AIM OF THE EXERCISE » With both ends included, repeat exactly the lines of the entries below from the one containing "filename src/vm/mod.rs" down to the one containing "the binding's implementation.", and no others.

● ● ● ● ● ● ●

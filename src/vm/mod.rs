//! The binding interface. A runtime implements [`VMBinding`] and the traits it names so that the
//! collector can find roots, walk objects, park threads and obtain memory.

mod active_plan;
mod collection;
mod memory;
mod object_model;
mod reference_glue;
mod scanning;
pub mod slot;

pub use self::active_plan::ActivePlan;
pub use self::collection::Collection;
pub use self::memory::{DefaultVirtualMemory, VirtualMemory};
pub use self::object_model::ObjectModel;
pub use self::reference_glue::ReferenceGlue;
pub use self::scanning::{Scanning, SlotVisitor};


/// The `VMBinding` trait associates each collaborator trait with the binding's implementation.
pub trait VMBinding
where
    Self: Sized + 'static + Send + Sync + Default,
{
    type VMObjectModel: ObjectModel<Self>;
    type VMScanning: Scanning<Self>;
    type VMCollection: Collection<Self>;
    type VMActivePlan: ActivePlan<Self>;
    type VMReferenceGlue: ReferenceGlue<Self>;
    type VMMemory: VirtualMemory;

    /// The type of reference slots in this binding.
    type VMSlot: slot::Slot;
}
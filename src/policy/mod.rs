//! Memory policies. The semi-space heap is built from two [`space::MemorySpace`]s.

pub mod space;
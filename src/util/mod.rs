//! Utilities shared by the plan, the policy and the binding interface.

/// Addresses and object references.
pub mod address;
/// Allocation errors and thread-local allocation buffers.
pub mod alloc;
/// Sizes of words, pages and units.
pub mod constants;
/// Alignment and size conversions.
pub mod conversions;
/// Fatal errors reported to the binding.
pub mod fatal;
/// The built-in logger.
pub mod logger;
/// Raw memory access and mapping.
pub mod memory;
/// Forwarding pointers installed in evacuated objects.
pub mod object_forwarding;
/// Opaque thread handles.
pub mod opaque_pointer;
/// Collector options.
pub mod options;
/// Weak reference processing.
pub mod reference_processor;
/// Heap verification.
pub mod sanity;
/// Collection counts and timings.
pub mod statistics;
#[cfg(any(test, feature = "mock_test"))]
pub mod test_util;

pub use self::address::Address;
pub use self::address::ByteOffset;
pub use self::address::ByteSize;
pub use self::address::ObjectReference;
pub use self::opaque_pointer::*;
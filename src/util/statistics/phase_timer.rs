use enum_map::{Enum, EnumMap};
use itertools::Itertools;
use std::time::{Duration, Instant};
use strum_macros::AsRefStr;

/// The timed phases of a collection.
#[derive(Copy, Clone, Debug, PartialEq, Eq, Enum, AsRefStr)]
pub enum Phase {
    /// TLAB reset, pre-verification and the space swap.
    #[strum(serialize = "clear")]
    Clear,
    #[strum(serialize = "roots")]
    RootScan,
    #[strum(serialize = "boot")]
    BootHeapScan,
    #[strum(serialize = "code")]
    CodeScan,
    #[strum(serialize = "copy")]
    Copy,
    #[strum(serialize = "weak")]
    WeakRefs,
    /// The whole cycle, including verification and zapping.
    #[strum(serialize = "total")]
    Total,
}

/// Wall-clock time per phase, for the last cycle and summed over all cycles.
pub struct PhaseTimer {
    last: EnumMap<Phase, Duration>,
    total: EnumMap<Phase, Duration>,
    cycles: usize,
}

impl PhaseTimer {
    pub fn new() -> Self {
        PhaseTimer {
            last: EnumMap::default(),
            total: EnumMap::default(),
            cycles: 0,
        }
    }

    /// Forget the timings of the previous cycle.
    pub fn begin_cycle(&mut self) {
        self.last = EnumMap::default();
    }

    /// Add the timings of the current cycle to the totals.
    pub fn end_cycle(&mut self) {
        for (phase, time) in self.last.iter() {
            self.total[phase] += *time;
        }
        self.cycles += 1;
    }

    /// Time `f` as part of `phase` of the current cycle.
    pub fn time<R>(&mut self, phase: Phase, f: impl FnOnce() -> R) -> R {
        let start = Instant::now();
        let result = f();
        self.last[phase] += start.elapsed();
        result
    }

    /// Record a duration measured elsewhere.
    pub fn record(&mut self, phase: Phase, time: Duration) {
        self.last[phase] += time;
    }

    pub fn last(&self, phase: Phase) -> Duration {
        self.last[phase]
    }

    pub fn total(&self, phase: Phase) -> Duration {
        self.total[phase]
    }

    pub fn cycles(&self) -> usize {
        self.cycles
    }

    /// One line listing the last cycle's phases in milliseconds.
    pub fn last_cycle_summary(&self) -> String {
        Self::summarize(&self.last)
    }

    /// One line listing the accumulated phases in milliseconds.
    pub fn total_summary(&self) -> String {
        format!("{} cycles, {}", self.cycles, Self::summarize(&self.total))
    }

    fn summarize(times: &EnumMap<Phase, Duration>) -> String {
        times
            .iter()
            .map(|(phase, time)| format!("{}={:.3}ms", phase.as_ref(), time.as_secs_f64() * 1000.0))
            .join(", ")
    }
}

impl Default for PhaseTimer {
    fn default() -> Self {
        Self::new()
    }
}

● ● ● ● ● ● ●

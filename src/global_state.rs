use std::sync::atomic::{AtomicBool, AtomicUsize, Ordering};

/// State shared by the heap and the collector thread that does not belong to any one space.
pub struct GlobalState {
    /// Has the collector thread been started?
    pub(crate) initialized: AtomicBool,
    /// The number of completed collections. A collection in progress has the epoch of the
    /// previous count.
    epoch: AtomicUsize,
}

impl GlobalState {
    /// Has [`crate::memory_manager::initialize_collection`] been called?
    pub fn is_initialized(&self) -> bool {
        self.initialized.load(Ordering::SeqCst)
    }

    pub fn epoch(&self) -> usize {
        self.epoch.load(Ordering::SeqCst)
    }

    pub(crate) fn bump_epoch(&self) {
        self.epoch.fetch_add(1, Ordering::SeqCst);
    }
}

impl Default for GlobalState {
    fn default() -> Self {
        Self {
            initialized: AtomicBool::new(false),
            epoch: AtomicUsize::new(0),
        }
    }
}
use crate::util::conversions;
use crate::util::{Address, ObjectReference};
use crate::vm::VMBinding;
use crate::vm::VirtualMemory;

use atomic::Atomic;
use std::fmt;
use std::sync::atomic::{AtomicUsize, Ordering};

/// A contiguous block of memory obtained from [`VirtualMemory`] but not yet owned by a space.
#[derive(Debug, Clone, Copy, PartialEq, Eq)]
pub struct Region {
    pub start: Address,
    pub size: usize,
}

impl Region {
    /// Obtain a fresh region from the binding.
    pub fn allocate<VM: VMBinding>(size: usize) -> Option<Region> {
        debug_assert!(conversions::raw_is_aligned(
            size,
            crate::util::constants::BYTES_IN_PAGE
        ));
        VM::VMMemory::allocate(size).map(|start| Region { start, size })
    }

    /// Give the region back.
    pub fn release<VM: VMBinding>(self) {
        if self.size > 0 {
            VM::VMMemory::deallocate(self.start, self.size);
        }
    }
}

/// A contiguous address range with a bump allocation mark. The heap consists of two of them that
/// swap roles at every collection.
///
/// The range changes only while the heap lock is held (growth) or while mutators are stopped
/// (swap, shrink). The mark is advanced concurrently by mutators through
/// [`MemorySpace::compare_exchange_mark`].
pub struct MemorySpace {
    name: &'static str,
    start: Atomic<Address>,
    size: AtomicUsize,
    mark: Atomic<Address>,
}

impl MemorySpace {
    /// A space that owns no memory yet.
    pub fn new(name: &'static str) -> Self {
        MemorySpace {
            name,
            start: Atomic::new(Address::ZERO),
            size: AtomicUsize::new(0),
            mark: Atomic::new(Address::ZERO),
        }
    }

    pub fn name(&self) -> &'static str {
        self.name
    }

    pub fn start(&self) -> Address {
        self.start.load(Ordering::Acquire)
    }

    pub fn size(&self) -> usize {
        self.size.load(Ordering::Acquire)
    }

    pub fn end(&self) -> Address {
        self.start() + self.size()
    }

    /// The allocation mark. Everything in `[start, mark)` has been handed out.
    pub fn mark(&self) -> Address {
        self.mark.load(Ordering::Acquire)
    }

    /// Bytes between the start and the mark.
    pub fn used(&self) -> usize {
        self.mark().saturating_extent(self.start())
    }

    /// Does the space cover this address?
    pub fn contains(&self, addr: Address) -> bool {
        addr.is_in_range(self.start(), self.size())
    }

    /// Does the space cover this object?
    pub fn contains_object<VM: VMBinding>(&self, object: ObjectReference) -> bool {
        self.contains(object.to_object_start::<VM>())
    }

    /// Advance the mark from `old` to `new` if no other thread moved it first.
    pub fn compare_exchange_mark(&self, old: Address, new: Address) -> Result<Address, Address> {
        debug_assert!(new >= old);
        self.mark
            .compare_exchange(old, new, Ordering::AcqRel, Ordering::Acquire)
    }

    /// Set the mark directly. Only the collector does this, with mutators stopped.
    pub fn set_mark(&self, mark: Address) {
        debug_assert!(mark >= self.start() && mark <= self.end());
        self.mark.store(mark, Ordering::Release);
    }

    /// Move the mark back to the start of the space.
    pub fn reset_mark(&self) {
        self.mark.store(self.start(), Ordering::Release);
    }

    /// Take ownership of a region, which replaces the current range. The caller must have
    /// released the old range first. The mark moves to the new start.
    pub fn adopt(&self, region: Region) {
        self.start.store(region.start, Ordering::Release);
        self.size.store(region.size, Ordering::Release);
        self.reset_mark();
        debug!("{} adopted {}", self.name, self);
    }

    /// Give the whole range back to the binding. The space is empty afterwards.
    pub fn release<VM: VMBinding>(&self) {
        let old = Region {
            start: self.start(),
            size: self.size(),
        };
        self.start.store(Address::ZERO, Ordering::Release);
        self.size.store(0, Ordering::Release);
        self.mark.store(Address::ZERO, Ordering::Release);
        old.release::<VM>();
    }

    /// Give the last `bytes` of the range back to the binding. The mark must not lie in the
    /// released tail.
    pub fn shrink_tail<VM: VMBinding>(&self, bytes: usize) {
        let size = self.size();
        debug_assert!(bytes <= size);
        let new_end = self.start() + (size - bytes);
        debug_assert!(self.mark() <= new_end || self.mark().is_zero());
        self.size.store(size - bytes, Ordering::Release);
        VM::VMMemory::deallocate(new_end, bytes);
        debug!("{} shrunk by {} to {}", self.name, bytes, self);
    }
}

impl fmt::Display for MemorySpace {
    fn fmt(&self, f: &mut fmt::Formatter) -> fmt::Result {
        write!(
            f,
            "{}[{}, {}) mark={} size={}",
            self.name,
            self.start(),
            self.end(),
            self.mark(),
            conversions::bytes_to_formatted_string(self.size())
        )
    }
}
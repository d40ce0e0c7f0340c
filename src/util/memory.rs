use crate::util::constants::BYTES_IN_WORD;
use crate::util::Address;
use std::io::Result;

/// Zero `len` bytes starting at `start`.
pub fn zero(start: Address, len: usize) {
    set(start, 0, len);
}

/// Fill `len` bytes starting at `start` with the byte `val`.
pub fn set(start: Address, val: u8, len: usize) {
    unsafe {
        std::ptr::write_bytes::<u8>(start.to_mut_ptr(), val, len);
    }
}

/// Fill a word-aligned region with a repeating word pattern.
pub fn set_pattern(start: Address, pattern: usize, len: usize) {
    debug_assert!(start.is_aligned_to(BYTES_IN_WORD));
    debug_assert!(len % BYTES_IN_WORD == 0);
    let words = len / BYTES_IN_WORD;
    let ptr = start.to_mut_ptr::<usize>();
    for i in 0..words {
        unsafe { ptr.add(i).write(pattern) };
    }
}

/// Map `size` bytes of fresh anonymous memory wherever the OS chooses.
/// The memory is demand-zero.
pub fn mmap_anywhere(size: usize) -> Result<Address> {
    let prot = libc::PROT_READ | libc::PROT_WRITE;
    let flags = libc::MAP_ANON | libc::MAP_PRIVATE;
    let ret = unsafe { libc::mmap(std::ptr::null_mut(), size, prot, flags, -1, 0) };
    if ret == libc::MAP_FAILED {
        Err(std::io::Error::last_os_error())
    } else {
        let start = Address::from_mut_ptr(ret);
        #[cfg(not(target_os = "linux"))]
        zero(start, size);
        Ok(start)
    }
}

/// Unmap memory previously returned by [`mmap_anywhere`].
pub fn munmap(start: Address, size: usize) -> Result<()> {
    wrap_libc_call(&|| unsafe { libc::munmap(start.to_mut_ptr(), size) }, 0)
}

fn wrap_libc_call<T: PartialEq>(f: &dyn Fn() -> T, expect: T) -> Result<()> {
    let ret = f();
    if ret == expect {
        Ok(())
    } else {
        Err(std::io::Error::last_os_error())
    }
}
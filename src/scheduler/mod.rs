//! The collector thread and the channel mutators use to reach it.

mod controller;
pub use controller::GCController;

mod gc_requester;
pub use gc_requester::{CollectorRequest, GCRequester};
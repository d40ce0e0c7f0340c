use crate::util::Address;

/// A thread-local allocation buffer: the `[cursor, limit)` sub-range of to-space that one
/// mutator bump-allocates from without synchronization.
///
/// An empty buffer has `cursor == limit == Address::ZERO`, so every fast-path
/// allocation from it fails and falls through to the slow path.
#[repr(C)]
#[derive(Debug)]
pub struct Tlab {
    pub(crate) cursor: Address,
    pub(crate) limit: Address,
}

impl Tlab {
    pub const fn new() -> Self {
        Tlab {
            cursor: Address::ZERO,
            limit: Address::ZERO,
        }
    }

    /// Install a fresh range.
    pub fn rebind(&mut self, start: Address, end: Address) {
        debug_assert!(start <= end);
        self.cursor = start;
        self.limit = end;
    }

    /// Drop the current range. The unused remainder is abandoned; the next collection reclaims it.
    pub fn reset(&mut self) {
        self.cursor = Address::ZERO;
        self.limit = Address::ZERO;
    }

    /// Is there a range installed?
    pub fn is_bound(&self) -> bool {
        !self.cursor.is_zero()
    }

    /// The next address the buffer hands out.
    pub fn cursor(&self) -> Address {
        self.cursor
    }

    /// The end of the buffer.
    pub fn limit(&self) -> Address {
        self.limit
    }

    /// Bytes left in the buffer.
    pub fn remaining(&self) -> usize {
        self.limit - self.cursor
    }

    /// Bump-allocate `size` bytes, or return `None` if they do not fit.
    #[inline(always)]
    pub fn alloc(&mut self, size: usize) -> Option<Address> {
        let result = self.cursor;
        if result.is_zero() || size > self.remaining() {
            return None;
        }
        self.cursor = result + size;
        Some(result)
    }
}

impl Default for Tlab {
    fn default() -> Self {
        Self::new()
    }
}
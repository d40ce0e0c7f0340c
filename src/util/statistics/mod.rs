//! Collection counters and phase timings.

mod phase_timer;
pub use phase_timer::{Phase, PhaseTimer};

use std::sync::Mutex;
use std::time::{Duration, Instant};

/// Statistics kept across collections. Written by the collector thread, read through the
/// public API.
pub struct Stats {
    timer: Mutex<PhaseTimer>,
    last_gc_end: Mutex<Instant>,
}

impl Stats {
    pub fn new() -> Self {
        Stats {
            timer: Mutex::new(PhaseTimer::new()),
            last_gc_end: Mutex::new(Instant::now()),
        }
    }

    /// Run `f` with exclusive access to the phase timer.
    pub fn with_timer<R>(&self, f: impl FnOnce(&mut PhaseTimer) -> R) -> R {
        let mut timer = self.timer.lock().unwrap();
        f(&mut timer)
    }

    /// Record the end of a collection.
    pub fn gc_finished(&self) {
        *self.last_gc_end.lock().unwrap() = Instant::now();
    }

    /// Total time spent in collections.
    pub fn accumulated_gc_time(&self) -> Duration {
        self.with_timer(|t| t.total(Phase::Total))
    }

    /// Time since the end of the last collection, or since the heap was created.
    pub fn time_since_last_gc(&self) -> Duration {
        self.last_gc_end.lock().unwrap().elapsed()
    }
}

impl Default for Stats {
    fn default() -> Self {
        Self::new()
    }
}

● ● ● ● ● ● ●

SOLUTION TO THIS TASK »
filename src/vm/mod.rs
//! The binding interface. A runtime implements [`VMBinding`] and the traits it names so that the
//! collector can find roots, walk objects, park threads and obtain memory.

mod active_plan;
mod collection;
mod memory;
mod object_model;
mod reference_glue;
mod scanning;
pub mod slot;

pub use self::active_plan::ActivePlan;
pub use self::collection::Collection;
pub use self::memory::{DefaultVirtualMemory, VirtualMemory};
pub use self::object_model::ObjectModel;
pub use self::reference_glue::ReferenceGlue;
pub use self::scanning::{Scanning, SlotVisitor};


/// The `VMBinding` trait associates each collaborator trait with the binding's implementation.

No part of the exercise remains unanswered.